Caring for employees, making them feel respected and valued, treating them fairly, giving them opportunities for growth, and taking them out for a celebratory beer once in a while don’t have a monetary line item on the P&L sheet, but they can be worth a lot, particularly in the long run. As Great Place to Work’s invaluable surveys of millions of employees show very clearly, when employees feel pride in their work, trust in their leaders, and camaraderie with their coworkers, they repay the company with commitment and engagement that also show up on the bottom line. What’s more, when companies build a consistently great culture—what Great Place to Work calls a For All culture, the boost is increased even more.

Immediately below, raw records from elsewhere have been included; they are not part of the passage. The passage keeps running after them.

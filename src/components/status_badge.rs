use leptos::prelude::*;

#[derive(Debug, Clone, Copy, PartialEq, Eq)]
pub enum BadgeTone {
    Online,
    Degraded,
    Offline,
}

impl BadgeTone {
    fn icon(self) -> &'static str {
        match self {
            BadgeTone::Online => "\u{25CF}",
            BadgeTone::Degraded => "\u{25B2}",
            BadgeTone::Offline => "\u{2717}",
        }
    }

    fn class(self) -> &'static str {
        match self {
            BadgeTone::Online => "status-badge status-online",
            BadgeTone::Degraded => "status-badge status-degraded",
            BadgeTone::Offline => "status-badge status-offline",
        }
    }
}

#[component]
pub fn StatusBadge(
    /// Short label, e.g. "Cobra Server"
    #[prop(into)]
    label: String,
    tone: BadgeTone,
    /// Optional trailing detail, e.g. the model name
    #[prop(optional, into)]
    detail: Option<String>,
) -> impl IntoView {
    view! {
        <div class="status-item">
            <span class=tone.class()>{tone.icon()}</span>
            <span class="status-label">{label}</span>
            {detail.map(|d| view! { <span class="status-detail">{d}</span> })}
        </div>
    }
}
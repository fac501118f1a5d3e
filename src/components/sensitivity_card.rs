use leptos::prelude::*;

use crate::commands::SensitivityRecord;

/// Label and colour class of each bar, in display order.
const BAR_SPECS: [(&str, &str); 6] = [
    ("General", "tone-red"),
    ("Red Dot", "tone-orange"),
    ("2x Scope", "tone-yellow"),
    ("4x Scope", "tone-green"),
    ("Sniper Scope", "tone-blue"),
    ("Free Look", "tone-purple"),
];

#[derive(Debug, Clone, Copy, PartialEq)]
pub struct BarRow {
    pub label: &'static str,
    pub color: &'static str,
    pub value: f64,
}

impl BarRow {
    /// CSS width of the filled part. Out-of-range values are not clamped.
    pub fn fill_width(&self) -> String {
        format!("{}%", self.value)
    }

    pub fn value_text(&self) -> String {
        self.value.to_string()
    }
}

pub fn bar_rows(record: &SensitivityRecord) -> [BarRow; 6] {
    let values = [
        record.general,
        record.red_dot,
        record.scope_2x,
        record.scope_4x,
        record.sniper_scope,
        record.free_look,
    ];
    std::array::from_fn(|i| BarRow {
        label: BAR_SPECS[i].0,
        color: BAR_SPECS[i].1,
        value: values[i],
    })
}

#[component]
pub fn SensitivityCard(
    #[prop(into)] data: Signal<SensitivityRecord>,
    #[prop(optional, into)] title: Option<Signal<String>>,
) -> impl IntoView {
    // Bars are built once and updated in place so width transitions animate.
    let bars = (0..BAR_SPECS.len())
        .map(|i| {
            let (label, color) = BAR_SPECS[i];
            let row = move || bar_rows(&data.get())[i];
            view! {
                <div class="sensi-row">
                    <div class="sensi-row-head">
                        <span class="sensi-label">{label}</span>
                        <span class=format!("sensi-value {}", color)>{move || row().value_text()}</span>
                    </div>
                    <div class="sensi-track">
                        <div
                            class=format!("sensi-fill {}", color)
                            style:width=move || row().fill_width()
                        ></div>
                    </div>
                </div>
            }
        })
        .collect::<Vec<_>>();

    view! {
        <div class="sensi-card">
            {title.map(|t| view! {
                <div class="sensi-card-header">
                    <span class="sensi-card-icon">"\u{26A1}"</span>
                    <h2 class="sensi-card-title">{move || t.get()}</h2>
                </div>
            })}
            <div class="sensi-grid">{bars}</div>
        </div>
    }
}

#[cfg(test)]
mod tests {
    use super::*;
    use crate::presets::PRESETS;

    #[test]
    fn test_fill_fractions_match_values() {
        let record = SensitivityRecord {
            general: 50.0,
            red_dot: 0.0,
            scope_2x: 100.0,
            scope_4x: 25.0,
            sniper_scope: 12.5,
            free_look: 75.0,
        };
        let widths: Vec<String> = bar_rows(&record).iter().map(|r| r.fill_width()).collect();
        assert_eq!(widths, vec!["50%", "0%", "100%", "25%", "12.5%", "75%"]);
    }

    #[test]
    fn test_out_of_range_values_are_not_clamped() {
        let record = SensitivityRecord {
            general: 150.0,
            red_dot: -10.0,
            scope_2x: 100.0,
            scope_4x: 0.0,
            sniper_scope: 0.0,
            free_look: 0.0,
        };
        let rows = bar_rows(&record);
        assert_eq!(rows[0].fill_width(), "150%");
        assert_eq!(rows[1].fill_width(), "-10%");
        assert_eq!(rows[1].value_text(), "-10");
    }

    #[test]
    fn test_labels_and_colors_in_order() {
        let rows = bar_rows(&PRESETS[0].data);
        let labels: Vec<&str> = rows.iter().map(|r| r.label).collect();
        assert_eq!(
            labels,
            vec!["General", "Red Dot", "2x Scope", "4x Scope", "Sniper Scope", "Free Look"]
        );
        let colors: Vec<&str> = rows.iter().map(|r| r.color).collect();
        assert_eq!(
            colors,
            vec!["tone-red", "tone-orange", "tone-yellow", "tone-green", "tone-blue", "tone-purple"]
        );
    }

    #[test]
    fn test_preset_values_render_exactly() {
        for preset in PRESETS.iter() {
            let rows = bar_rows(&preset.data);
            let d = preset.data;
            let expected = [
                d.general,
                d.red_dot,
                d.scope_2x,
                d.scope_4x,
                d.sniper_scope,
                d.free_look,
            ];
            for (row, value) in rows.iter().zip(expected) {
                assert_eq!(row.value, value, "{} / {}", preset.id, row.label);
                assert_eq!(row.value_text(), format!("{}", value));
            }
        }
    }

    #[test]
    fn test_integral_values_render_without_decimals() {
        let rows = bar_rows(&PRESETS[1].data);
        assert_eq!(rows[0].value_text(), "100");
        assert_eq!(rows[0].fill_width(), "100%");
    }
}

“A Great Place to Work,” writes Michael Bush, “is one where employees trust the people they work with, have pride in the work they do, and enjoy the people they work with.” This is not just touchy-feely stuff: the excellent data that Great Place to Work has accrued over time (and that I’ve used in my own studies on workplace motivation) bears it out. Some of their findings have been surprising. For example, it turns out that people worry less about monetary inequality than they do about the fairness of processes and being treated equally across categories such as gender and race. So it’s OK for someone to get a larger bonus than someone else as long as the methodology used to sort out who gets what is understood to be fair and equitable.

There is no question that the engine of growth for any company is the ingenuity of their employees, while the engine of stagnation is employee apathy. This book shines a light on the importance of investments in human capital that go beyond salaries and benefits. In today’s workplace, in which work and life are tightly integrated, companies need people to be thinking about work commitments practically around the clock. The only way employees will do that willingly is when they believe that their leaders care for them, that they are treated fairly, and that they’re engaged in meaningful work. By investing more in human capital, companies can do much better for all their stakeholders—for shareholders, for the people who work there, and for the world.

Dan Ariely is the James B. Duke Professor of Psychology and Behavioral Economics at Duke University and the author of several books, including Predictably Irrational, The Upside of Irrationality, The Honest Truth about Dishonesty, and Dollars and Sense.